Collected data entries
────────────────

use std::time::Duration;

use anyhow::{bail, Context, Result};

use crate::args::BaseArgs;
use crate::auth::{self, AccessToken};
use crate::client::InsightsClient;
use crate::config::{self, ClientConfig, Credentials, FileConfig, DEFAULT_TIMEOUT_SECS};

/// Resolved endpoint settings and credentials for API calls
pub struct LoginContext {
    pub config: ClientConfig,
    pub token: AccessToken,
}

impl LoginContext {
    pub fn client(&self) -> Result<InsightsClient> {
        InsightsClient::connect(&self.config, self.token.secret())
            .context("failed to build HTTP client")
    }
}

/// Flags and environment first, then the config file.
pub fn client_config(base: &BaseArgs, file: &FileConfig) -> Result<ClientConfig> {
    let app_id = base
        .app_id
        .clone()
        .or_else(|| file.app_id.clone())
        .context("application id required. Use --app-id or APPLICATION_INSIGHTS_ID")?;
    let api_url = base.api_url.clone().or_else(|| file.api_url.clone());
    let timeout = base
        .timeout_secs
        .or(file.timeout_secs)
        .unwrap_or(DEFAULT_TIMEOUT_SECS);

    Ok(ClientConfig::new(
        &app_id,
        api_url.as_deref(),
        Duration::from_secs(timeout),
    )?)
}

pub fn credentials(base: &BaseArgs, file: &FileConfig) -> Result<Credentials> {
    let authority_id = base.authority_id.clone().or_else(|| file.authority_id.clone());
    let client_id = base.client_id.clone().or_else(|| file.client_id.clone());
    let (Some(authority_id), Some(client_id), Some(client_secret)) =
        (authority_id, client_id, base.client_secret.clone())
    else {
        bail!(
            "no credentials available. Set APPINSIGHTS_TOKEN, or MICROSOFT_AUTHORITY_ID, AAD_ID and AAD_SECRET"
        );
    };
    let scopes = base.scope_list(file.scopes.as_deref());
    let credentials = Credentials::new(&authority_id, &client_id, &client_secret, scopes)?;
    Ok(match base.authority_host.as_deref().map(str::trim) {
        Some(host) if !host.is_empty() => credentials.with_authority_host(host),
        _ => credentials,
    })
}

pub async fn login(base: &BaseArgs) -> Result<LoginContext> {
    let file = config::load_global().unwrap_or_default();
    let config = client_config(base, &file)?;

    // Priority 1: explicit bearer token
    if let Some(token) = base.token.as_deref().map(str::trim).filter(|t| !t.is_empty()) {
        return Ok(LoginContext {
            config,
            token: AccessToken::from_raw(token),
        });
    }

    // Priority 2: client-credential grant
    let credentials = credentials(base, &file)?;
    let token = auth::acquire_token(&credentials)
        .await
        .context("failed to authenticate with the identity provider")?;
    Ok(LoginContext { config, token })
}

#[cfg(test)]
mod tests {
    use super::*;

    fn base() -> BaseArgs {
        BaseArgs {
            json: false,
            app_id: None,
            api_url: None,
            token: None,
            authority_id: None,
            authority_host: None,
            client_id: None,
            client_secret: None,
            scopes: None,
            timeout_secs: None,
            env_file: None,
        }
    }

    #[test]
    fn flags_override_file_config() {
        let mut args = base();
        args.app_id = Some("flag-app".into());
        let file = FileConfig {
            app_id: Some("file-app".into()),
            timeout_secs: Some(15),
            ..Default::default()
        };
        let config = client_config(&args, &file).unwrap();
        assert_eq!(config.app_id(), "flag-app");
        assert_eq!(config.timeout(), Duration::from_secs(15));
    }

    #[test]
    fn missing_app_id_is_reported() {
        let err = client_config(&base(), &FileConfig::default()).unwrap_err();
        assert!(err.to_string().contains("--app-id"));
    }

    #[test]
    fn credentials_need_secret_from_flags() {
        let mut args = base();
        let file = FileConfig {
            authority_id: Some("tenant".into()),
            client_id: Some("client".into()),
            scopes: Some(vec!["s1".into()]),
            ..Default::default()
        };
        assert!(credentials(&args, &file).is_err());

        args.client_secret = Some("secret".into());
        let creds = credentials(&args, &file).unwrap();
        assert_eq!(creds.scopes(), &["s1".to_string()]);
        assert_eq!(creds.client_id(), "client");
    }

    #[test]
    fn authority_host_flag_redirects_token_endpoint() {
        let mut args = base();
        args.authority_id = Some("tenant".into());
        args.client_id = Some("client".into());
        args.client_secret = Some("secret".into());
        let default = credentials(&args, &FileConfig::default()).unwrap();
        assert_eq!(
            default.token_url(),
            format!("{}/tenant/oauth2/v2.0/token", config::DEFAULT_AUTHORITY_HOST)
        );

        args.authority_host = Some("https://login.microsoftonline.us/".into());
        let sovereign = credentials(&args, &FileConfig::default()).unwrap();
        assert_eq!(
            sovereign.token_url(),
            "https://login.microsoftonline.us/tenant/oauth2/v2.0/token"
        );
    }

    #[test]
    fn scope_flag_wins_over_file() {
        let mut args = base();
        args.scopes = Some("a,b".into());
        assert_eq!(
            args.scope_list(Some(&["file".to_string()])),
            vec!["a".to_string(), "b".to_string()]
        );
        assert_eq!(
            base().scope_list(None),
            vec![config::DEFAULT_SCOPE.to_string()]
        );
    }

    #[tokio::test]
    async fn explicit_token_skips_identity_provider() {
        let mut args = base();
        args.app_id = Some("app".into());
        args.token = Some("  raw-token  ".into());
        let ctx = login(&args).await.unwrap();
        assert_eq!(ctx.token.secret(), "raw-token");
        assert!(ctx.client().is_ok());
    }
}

────────────────

- TASK DESCRIPTION
In the data above, repeat exactly each line from the first through the line that contains "pub fn client(&self)", and give nothing else.

- RESULT FOR THIS TASK
use std::time::Duration;

use anyhow::{bail, Context, Result};

use crate::args::BaseArgs;
use crate::auth::{self, AccessToken};
use crate::client::InsightsClient;
use crate::config::{self, ClientConfig, Credentials, FileConfig, DEFAULT_TIMEOUT_SECS};

/// Resolved endpoint settings and credentials for API calls
pub struct LoginContext {
    pub config: ClientConfig,
    pub token: AccessToken,
}

impl LoginContext {
    pub fn client(&self) -> Result<InsightsClient> {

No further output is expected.